What does the Emoji character set contain

Emoji is a character set included in Unicode. ** However, in addition to introducing new characters, Emoji also includes some characters that already exist in Unicode into the Emoji character set. ** For example, there is a special area in Unicode called “Majhong Tiles” that contains the characters represented by the mahjong Tiles. The Emoji standard lists only the red characters as Emoji. As a result, you’ll find that the characters you type with the input method look like Emoji only in the red center, while the other characters look like normal characters (i.e. black characters on a white background).

Emoji font

A confusing concept should be emphasized here: the **Emoji standard is just a character set that defines “what characters are Emoji” and “what a character is called (that is, what elements)”, but does not define “what Emoji looks like”. ** The appearance of each Emoji character you see is determined by the Emoji font. Many manufacturers have developed their own Emoji fonts. For example, Apple Introduced the Apple Color Emoji font to iOS, MacOS and other systems of its products, and Microsoft introduced the Segoe UI Emoji font to Windows 10. Emoji fonts vary from manufacturer to manufacturer. For example, the following image shows the “red envelope” Emoji (U+1F9E7) in different Emoji fonts:

Image from Emojipedia

At the same time, some manufacturers of fonts will be “added private”. For example, Microsoft’s Segoe UI Emoji font provides Emoji styles for other mahjong characters not included in the Emoji specification. ** Therefore, on Windows, if the program uses the Segoe UI Emoji font correctly, the mahjong characters you see are likely to look like emojis, but none of them are actually Emoji except red. ** For example, here is the 20,000 Segoe UI Emoji font:

Image from Emojipedia

However, on Ubuntu 20.04, which I used, the 20,000 characters would look like this:

Emoji with Unicode Zero-width Joiner

There is a special character in Unicode called zero-width joiner (ZWJ, code point U+200D). It is used to perform special typesetting operations on text in complex languages such as Arabic, such as splitting two words that were originally written together. ZWJ is not displayed if used alone.
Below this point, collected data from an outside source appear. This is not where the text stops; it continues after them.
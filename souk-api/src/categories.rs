use axum::{
    extract::{Path, State},
    middleware,
    routing::{get, post},
    Json, Router,
};
use serde::Serialize;
use std::sync::Arc;
use souk_shared::models::{Category, CategoryNode};
use uuid::Uuid;

use crate::{error::AppError, middleware::require_auth, state::AppState};

#[derive(Debug, Serialize)]
struct RefreshResponse {
    count: usize,
}

pub fn routes(state: AppState) -> Router<AppState> {
    let protected = Router::new()
        .route("/v1/categories/refresh", post(refresh_categories))
        .route_layer(middleware::from_fn_with_state(state, require_auth));

    Router::new()
        .route("/v1/categories", get(list_categories))
        .route("/v1/categories/{id}", get(get_category))
        .merge(protected)
}

/// GET /v1/categories
async fn list_categories(State(state): State<AppState>) -> Json<Arc<[CategoryNode]>> {
    Json(state.categories.find_all())
}

/// GET /v1/categories/{id}
async fn get_category(State(state): State<AppState>, Path(id): Path<Uuid>) -> Result<Json<Category>, AppError> {
    state
        .categories
        .find_one(&id)
        .map(Json)
        .ok_or_else(|| AppError::NotFound(format!("category not found: {id}")))
}

/// POST /v1/categories/refresh
async fn refresh_categories(State(state): State<AppState>) -> Result<Json<RefreshResponse>, AppError> {
    let count = state.categories.refresh().await?;
    Ok(Json(RefreshResponse { count }))
}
Emoji also makes use of ZWJ, expressing some complex Emoji as several simple Emoji plus ZWJ. For example, the family Emoji character: 👨👩👦, which is actually connected by 👨, ZWJ, 👩, ZWJ, and silver. If you look at the UTF-8 encoding for the family Emoji character, you’ll see that it’s a combination of the utF-8 encoding for the above five characters. If you use JavaScript to run the following code: [… ‘👨 👩 👦’], you’ll get [” 👨 “, “”,” 👩 “, “”,” 👦 “]. Note that JavaScript requires a special set of methods for handling Unicode characters that are not BMP, such as Emoji.
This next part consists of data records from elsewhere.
use chrono::{DateTime, Utc};
use serde::{Deserialize, Serialize};
use std::fmt;
use std::str::FromStr;
use uuid::Uuid;

use super::ParseEnumError;

/// Lead status; only ever moves forward.
#[derive(Debug, Clone, Copy, Serialize, Deserialize, PartialEq, Eq, PartialOrd, Ord)]
#[serde(rename_all = "lowercase")]
pub enum LeadStatus {
    New,
    Contacted,
    Converted,
}

impl LeadStatus {
    /// Whether reaching this status means the business has been in touch.
    pub fn marks_contact(&self) -> bool {
        matches!(self, LeadStatus::Contacted | LeadStatus::Converted)
    }

    /// Position in the lifecycle; agrees with `Ord`.
    pub fn rank(&self) -> i16 {
        match self {
            LeadStatus::New => 0,
            LeadStatus::Contacted => 1,
            LeadStatus::Converted => 2,
        }
    }
}

impl fmt::Display for LeadStatus {
    fn fmt(&self, f: &mut fmt::Formatter<'_>) -> fmt::Result {
        match self {
            LeadStatus::New => write!(f, "new"),
            LeadStatus::Contacted => write!(f, "contacted"),
            LeadStatus::Converted => write!(f, "converted"),
        }
    }
}

impl FromStr for LeadStatus {
    type Err = ParseEnumError;

    fn from_str(s: &str) -> Result<Self, Self::Err> {
        match s {
            "new" => Ok(LeadStatus::New),
            "contacted" => Ok(LeadStatus::Contacted),
            "converted" => Ok(LeadStatus::Converted),
            other => Err(ParseEnumError {
                kind: "lead status",
                value: other.to_string(),
            }),
        }
    }
}

#[derive(Debug, Clone, Serialize, Deserialize, PartialEq, Eq)]
pub struct OfferLead {
    pub id: Uuid,
    pub offer_id: Uuid,
    pub user_id: Option<Uuid>,
    pub user_phone: String,
    pub user_name: Option<String>,
    pub status: LeadStatus,
    pub created_at: DateTime<Utc>,
    pub contacted_at: Option<DateTime<Utc>>,
}

#[derive(Debug, Clone, Serialize, Deserialize, PartialEq, Eq)]
pub struct CreateLeadRequest {
    pub offer_id: Uuid,
    pub user_id: Option<Uuid>,
    pub user_phone: String,
    pub user_name: Option<String>,
}

#[derive(Debug, Clone, Serialize, Deserialize, PartialEq, Eq)]
pub struct LeadWithOffer {
    #[serde(flatten)]
    pub lead: OfferLead,
    pub offer_title: String,
}

#[derive(Debug, Clone, Serialize, Deserialize, PartialEq, Eq)]
pub struct LeadPageMeta {
    pub total: i64,
    pub new_count: i64,
    pub limit: i64,
    pub offset: i64,
}

#[derive(Debug, Clone, Serialize, Deserialize, PartialEq, Eq)]
pub struct LeadPage {
    pub data: Vec<LeadWithOffer>,
    pub meta: LeadPageMeta,
}

/// Row of the `offer_views` table joined with viewer and offer.
#[derive(Debug, Clone, Serialize, Deserialize, PartialEq, Eq)]
pub struct OfferView {
    pub offer_id: Uuid,
    pub user_name: Option<String>,
    pub offer_title: Option<String>,
    pub created_at: DateTime<Utc>,
}

#[derive(Debug, Clone, Copy, Serialize, Deserialize, PartialEq, Eq)]
#[serde(rename_all = "snake_case")]
pub enum InteractionKind {
    WhatsappClick,
    View,
}

#[derive(Debug, Clone, Serialize, Deserialize, PartialEq, Eq)]
pub struct Interaction {
    #[serde(rename = "type")]
    pub kind: InteractionKind,
    pub user_name: String,
    pub offer_title: String,
    pub timestamp: DateTime<Utc>,
}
ZWJ can also be used with plain text, making some text look identical but not equal, as in this example running on Node:

> const str1 = [...' > const str1 = [...']. Join (string.fromCodePoint (0x200D)); Undefined > const str2 = ' '; Str1 === str2 false - undefined > str2 === str2 falseCopy the code

We create a string that looks exactly the same, but is different, by adding ZWJ between each character. This technique can be used in many ways. Some people can use the blank ZWJ to add special information to a normal paragraph of text in order to “read between the lines”. “It is said that posts and replies containing XXX will be harmonized.” A water house was built in this way.

Emoji Modifier Fitzpatrick Type

The Emoji specification also defines a number of special-purpose characters, such as Fitzpatrick Type-n, the six Emoji Modifier, where N is from 1 to 6 (the code point in Unicode is from U+1F3FB to U+1F3FF). These six special characters are used to attach skin color information to skin-related emojis, as shown in the following example:

The table is from Wikipedia

Fitzpatrick is the name of a scientist who helped to classify the skin color of humans.

conclusion

The above is the author of some common character encoding collection, summary of some knowledge points. The main references are Wikipedia and Emojipedia. Some of the text may be biased, or need to be added, feel free to correct or add in the comments.